Extracted data entries:
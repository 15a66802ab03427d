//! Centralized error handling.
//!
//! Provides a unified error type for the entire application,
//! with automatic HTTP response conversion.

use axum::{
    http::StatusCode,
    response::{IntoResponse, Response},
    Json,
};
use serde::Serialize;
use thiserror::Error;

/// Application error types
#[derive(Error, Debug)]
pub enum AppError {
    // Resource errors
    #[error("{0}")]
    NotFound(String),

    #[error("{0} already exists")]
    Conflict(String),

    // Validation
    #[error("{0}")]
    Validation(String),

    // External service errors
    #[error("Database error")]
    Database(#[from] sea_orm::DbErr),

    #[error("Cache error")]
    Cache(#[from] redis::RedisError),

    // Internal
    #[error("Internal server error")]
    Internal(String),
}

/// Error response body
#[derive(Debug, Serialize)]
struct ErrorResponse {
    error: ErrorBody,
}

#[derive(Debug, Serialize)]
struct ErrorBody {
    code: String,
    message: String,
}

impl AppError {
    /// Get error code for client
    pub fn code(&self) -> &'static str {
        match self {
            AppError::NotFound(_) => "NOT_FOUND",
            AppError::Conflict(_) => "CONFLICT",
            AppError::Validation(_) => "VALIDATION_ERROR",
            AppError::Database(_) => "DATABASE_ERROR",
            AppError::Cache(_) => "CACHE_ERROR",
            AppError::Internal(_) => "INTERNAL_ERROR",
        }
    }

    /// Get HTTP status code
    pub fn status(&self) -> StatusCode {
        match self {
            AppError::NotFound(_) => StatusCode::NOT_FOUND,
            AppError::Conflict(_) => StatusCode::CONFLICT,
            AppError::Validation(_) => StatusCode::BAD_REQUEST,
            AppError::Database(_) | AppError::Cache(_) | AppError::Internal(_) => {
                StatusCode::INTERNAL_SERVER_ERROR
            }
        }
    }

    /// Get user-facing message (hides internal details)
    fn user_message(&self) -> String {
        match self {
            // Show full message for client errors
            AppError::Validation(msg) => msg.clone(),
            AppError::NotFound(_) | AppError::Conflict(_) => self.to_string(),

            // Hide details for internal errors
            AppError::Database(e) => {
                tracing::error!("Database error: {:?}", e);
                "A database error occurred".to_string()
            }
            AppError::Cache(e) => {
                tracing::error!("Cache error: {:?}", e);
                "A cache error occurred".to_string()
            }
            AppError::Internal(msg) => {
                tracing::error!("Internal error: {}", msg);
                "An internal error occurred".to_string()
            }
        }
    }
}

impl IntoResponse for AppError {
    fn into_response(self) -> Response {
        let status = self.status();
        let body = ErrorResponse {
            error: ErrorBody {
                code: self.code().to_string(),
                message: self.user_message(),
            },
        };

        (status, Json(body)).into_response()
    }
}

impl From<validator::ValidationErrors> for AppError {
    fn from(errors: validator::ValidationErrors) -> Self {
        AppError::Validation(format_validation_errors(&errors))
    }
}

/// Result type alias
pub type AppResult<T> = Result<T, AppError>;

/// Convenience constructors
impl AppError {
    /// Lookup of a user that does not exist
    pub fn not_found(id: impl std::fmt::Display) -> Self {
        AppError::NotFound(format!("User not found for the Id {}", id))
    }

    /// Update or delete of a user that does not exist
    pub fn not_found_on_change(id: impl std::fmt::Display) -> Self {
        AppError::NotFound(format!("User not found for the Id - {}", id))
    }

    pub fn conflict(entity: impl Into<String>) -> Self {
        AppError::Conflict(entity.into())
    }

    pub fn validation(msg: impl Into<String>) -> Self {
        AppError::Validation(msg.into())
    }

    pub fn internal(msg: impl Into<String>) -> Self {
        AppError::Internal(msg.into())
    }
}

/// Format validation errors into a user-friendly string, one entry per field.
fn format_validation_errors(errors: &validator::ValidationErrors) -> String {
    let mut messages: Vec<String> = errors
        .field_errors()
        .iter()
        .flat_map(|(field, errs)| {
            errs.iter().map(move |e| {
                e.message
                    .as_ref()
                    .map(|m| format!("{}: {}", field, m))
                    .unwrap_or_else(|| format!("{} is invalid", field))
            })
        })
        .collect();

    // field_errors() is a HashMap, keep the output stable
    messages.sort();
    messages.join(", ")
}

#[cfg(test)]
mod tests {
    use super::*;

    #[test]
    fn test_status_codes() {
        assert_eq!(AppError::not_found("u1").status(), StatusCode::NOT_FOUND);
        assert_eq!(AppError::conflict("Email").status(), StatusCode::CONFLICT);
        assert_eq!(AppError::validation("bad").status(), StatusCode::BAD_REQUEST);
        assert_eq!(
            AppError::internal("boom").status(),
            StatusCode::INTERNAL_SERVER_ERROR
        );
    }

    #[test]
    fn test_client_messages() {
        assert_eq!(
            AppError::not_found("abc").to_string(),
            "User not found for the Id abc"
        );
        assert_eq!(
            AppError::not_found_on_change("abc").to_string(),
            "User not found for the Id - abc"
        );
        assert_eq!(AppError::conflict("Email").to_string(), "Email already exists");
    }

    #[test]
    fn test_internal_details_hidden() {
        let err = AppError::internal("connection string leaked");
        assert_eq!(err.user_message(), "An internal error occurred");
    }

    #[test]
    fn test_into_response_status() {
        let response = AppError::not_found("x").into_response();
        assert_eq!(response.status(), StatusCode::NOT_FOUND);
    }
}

EXERCISE GOAL:
Copy out only the lines of the records above from the one with "#[derive(Error, Debug)]" through the one with "Error response body", exactly as they stand, both included.

ANSWER FOR THE TASK:
#[derive(Error, Debug)]
pub enum AppError {
    // Resource errors
    #[error("{0}")]
    NotFound(String),

    #[error("{0} already exists")]
    Conflict(String),

    // Validation
    #[error("{0}")]
    Validation(String),

    // External service errors
    #[error("Database error")]
    Database(#[from] sea_orm::DbErr),

    #[error("Cache error")]
    Cache(#[from] redis::RedisError),

    // Internal
    #[error("Internal server error")]
    Internal(String),
}

/// Error response body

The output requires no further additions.